[The problem]: What is the number of lines in these records with "AuthApi" in them? Answer with that number only.

(Collected data entries)
_ _ _ _ _ _ _

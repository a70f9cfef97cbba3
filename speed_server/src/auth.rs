use std::future::{ready, Ready};

use actix_web::{dev::Payload, FromRequest, HttpMessage, HttpRequest};
use log::warn;
use serde::{Deserialize, Serialize};

use crate::errors::{AuthError, ServerError};

/// The claims attached to a request once its bearer token has been verified by the identity provider.
///
/// Handlers receive a `VerifiedUser` through the `FromRequest` extractor; the bearer middleware is responsible for
/// putting it into the request extensions, so extraction can only fail on a route that isn't behind the middleware.
#[derive(Debug, Clone, PartialEq, Eq, Serialize, Deserialize)]
pub struct VerifiedUser {
    pub username: String,
    pub subject: Option<String>,
    pub email: Option<String>,
}

impl FromRequest for VerifiedUser {
    type Error = ServerError;
    type Future = Ready<Result<Self, Self::Error>>;

    fn from_request(req: &HttpRequest, _payload: &mut Payload) -> Self::Future {
        let user = req.extensions().get::<VerifiedUser>().cloned();
        ready(user.ok_or(ServerError::AuthenticationError(AuthError::MissingToken)))
    }
}

/// The token bundle returned to a client on a successful login.
#[derive(Debug, Clone, PartialEq, Eq, Serialize, Deserialize)]
pub struct TokenSet {
    pub access_token: String,
    pub refresh_token: Option<String>,
    pub id_token: Option<String>,
    /// Lifetime of the access token in seconds, when the provider reports one.
    pub expires_in: Option<u64>,
}

/// The `IdentityManagement` trait defines the contract with the external identity provider. The server never
/// inspects tokens itself; everything from registration to token verification is delegated through this interface,
/// which also lets the endpoint tests substitute a mock provider.
#[allow(async_fn_in_trait)]
pub trait IdentityManagement {
    /// Registers a new user and returns the provider's unique id for them.
    async fn register_user(&self, email: &str, password: &str) -> Result<String, AuthError>;
    /// Confirms a pending registration on the user's behalf.
    async fn confirm_registration(&self, email: &str) -> Result<(), AuthError>;
    /// Exchanges credentials for a token bundle.
    async fn authenticate(&self, email: &str, password: &str) -> Result<TokenSet, AuthError>;
    /// Checks an access token with the provider and returns the claims it carries.
    async fn verify_token(&self, token: &str) -> Result<VerifiedUser, AuthError>;
}

/// Unified API over the identity provider.
pub struct AuthApi<P> {
    provider: P,
    auto_confirm: bool,
}

impl<P> AuthApi<P>
where P: IdentityManagement
{
    pub fn new(provider: P, auto_confirm: bool) -> Self {
        Self { provider, auto_confirm }
    }

    /// Registers a new user and, when auto-confirmation is enabled, confirms them immediately so that they can log
    /// in without a verification round trip. A confirmation failure does not fail the registration; the user can
    /// still be confirmed out of band.
    pub async fn register(&self, email: &str, password: &str) -> Result<String, AuthError> {
        let user_id = self.provider.register_user(email, password).await?;
        if self.auto_confirm {
            if let Err(e) = self.provider.confirm_registration(email).await {
                warn!("Could not auto-confirm a new user registration. {e}");
            }
        }
        Ok(user_id)
    }

    pub async fn login(&self, email: &str, password: &str) -> Result<TokenSet, AuthError> {
        self.provider.authenticate(email, password).await
    }

    pub async fn verify_token(&self, token: &str) -> Result<VerifiedUser, AuthError> {
        self.provider.verify_token(token).await
    }
}
use actix_web::{
    body::MessageBody,
    http::StatusCode,
    test,
    test::TestRequest,
    web,
    web::ServiceConfig,
    App,
};
use log::*;

use super::mocks::{verified_alice, MockIdentityProvider};
use crate::{auth::AuthApi, errors::AuthError, routes::CalculateSpeedRoute, server::json_payload_config};

fn provider_accepting_any_token() -> MockIdentityProvider {
    let mut provider = MockIdentityProvider::new();
    provider.expect_verify_token().returning(|_| Ok(verified_alice()));
    provider
}

#[actix_web::test]
async fn calculation_without_a_token_is_unauthorized() {
    let _ = env_logger::try_init().ok();
    let provider = MockIdentityProvider::new();
    let (status, body) = post_request(provider, None, r#"{"initialSpeed": 60, "inclines": []}"#).await;
    assert_eq!(status.as_u16(), StatusCode::UNAUTHORIZED.as_u16());
    assert_eq!(body, r#"{"error":"Access token required"}"#);
}

#[actix_web::test]
async fn calculation_with_a_rejected_token_is_forbidden() {
    let mut provider = MockIdentityProvider::new();
    provider.expect_verify_token().returning(|_| Err(AuthError::InvalidToken));
    let (status, body) = post_request(provider, Some("Bearer expired.jwt"), r#"{"initialSpeed": 60, "inclines": []}"#).await;
    assert_eq!(status.as_u16(), StatusCode::FORBIDDEN.as_u16());
    assert_eq!(body, r#"{"error":"Invalid or expired token"}"#);
}

#[actix_web::test]
async fn uphill_then_downhill_sequence() {
    let provider = provider_accepting_any_token();
    let (status, body) =
        post_request(provider, Some("Bearer good.jwt"), r#"{"initialSpeed": 60, "inclines": [0, 30, 0, -45, 0]}"#).await;
    assert!(status.is_success());
    assert_eq!(body, r#"{"finalSpeed":75.0}"#);
}

#[actix_web::test]
async fn downhill_only_accumulates() {
    let provider = provider_accepting_any_token();
    let (status, body) =
        post_request(provider, Some("Bearer good.jwt"), r#"{"initialSpeed": 50, "inclines": [-10, -10]}"#).await;
    assert!(status.is_success());
    assert_eq!(body, r#"{"finalSpeed":70.0}"#);
}

#[actix_web::test]
async fn the_final_speed_is_clamped_at_zero() {
    let provider = provider_accepting_any_token();
    let (status, body) =
        post_request(provider, Some("Bearer good.jwt"), r#"{"initialSpeed": 10, "inclines": [20]}"#).await;
    assert!(status.is_success());
    assert_eq!(body, r#"{"finalSpeed":0.0}"#);
}

#[actix_web::test]
async fn null_incline_entries_are_dropped() {
    let provider = provider_accepting_any_token();
    let (status, body) =
        post_request(provider, Some("Bearer good.jwt"), r#"{"initialSpeed": 10, "inclines": [5, null, 5]}"#).await;
    assert!(status.is_success());
    assert_eq!(body, r#"{"finalSpeed":0.0}"#);
}

#[actix_web::test]
async fn rebound_sequences_keep_their_interim_deficit() {
    // The clamp applies once, at the end of the traversal. 5 - 20 = -15 mid-way, then +89 gives 74.
    let provider = provider_accepting_any_token();
    let (status, body) =
        post_request(provider, Some("Bearer good.jwt"), r#"{"initialSpeed": 5, "inclines": [20, -89]}"#).await;
    assert!(status.is_success());
    assert_eq!(body, r#"{"finalSpeed":74.0}"#);
}

#[actix_web::test]
async fn a_negative_initial_speed_is_rejected() {
    let provider = provider_accepting_any_token();
    let (status, body) =
        post_request(provider, Some("Bearer good.jwt"), r#"{"initialSpeed": -5, "inclines": []}"#).await;
    assert_eq!(status.as_u16(), StatusCode::BAD_REQUEST.as_u16());
    assert_eq!(body, r#"{"error":"Initial speed must be a non-negative number"}"#);
}

#[actix_web::test]
async fn a_vertical_incline_is_rejected_with_its_index() {
    let provider = provider_accepting_any_token();
    let (status, body) =
        post_request(provider, Some("Bearer good.jwt"), r#"{"initialSpeed": 10, "inclines": [90]}"#).await;
    assert_eq!(status.as_u16(), StatusCode::BAD_REQUEST.as_u16());
    assert!(body.contains("index 0"), "was: {body}");
    assert!(body.contains("90"), "was: {body}");
}

#[actix_web::test]
async fn malformed_json_is_rejected_before_validation() {
    // Note the trailing comma: the body never reaches the validator, let alone the token check of the payload
    // fields. The token itself is still verified by the middleware first.
    let provider = provider_accepting_any_token();
    let (status, body) =
        post_request(provider, Some("Bearer good.jwt"), r#"{"initialSpeed": 60, "inclines": [5,]}"#).await;
    assert_eq!(status.as_u16(), StatusCode::BAD_REQUEST.as_u16());
    assert_eq!(body, r#"{"error":"Invalid JSON format. Check for trailing commas or syntax errors."}"#);
}

fn configure_app(provider: MockIdentityProvider) -> impl FnOnce(&mut ServiceConfig) {
    move |cfg| {
        let api = AuthApi::new(provider, true);
        cfg.app_data(web::Data::new(api)).service(CalculateSpeedRoute::<MockIdentityProvider>::new());
    }
}

async fn post_request(provider: MockIdentityProvider, auth_header: Option<&str>, body: &str) -> (StatusCode, String) {
    let mut req = TestRequest::post()
        .uri("/calculate-speed")
        .insert_header(("Content-Type", "application/json"))
        .set_payload(body.to_owned());
    if let Some(header) = auth_header {
        req = req.insert_header(("Authorization", header));
    }
    let req = req.to_request();
    let app = App::new().app_data(json_payload_config()).configure(configure_app(provider));
    let app = test::init_service(app).await;
    debug!("Making request");
    // Middleware rejections surface as service errors; render them the way the server would.
    let res = match test::try_call_service(&app, req).await {
        Ok(res) => res.into_parts().1,
        Err(e) => e.error_response(),
    };
    let status = res.status();
    let body = String::from_utf8_lossy(&res.into_body().try_into_bytes().unwrap()).into_owned();
    (status, body)
}
use std::{env, env::VarError};

/// There's no real CLI for the server, so just do quick 'n dirty
pub fn handle_command_line_args() -> bool {
    let has_cli_args = env::args().count() > 1;
    if has_cli_args {
        // We don't expect any CLI args, so always print the help
        display_readme();
        display_envs();
    }
    has_cli_args
}

fn display_readme() {
    const README: &str = include_str!("./cli-help.txt");
    println!("\n{README}\n");
}

fn display_envs() {
    // Be explicit about which envars to print, so as to avoid accidentally exposing secrets
    const DISPLAY_ENVS: [&str; 7] = [
        "RUST_LOG",
        "GSC_HOST",
        "GSC_PORT",
        "GSC_AUTO_CONFIRM_USERS",
        "GSC_AWS_REGION",
        "GSC_COGNITO_USER_POOL_ID",
        "GSC_COGNITO_CLIENT_ID",
    ];

    println!("Current environment values (EXCLUDING variables that contain secrets):");
    DISPLAY_ENVS.iter().for_each(|&name| {
        let val = match env::var(name) {
            Ok(s) => s,
            Err(VarError::NotPresent) => "Not set".into(),
            Err(VarError::NotUnicode(s)) => format!("Invalid value: {}", s.to_string_lossy()),
        };
        println!("  {name:<35} {val:<15}");
    })
}
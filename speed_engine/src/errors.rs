use thiserror::Error;

/// Validation failures for speed calculation payloads.
///
/// Every variant is client-correctable: the message identifies the violated constraint and, where applicable, the
/// offending array index and value. Indices always refer to positions in the array as the client sent it, before
/// any null entries are dropped.
#[derive(Debug, Clone, PartialEq, Error)]
pub enum ValidationError {
    #[error("Initial speed must be a non-negative number")]
    InvalidInitialSpeed,
    #[error("Inclines must be an array")]
    InclinesNotAnArray,
    #[error("Incline at index {index} is not a number: {value}")]
    InvalidIncline { index: usize, value: String },
    #[error("Incline at index {index} is too steep: {value} degrees. Terrain grades must be less than 90 degrees")]
    InclineTooSteep { index: usize, value: f64 },
}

_ _ _ _ _ _ _

[Your response]: 4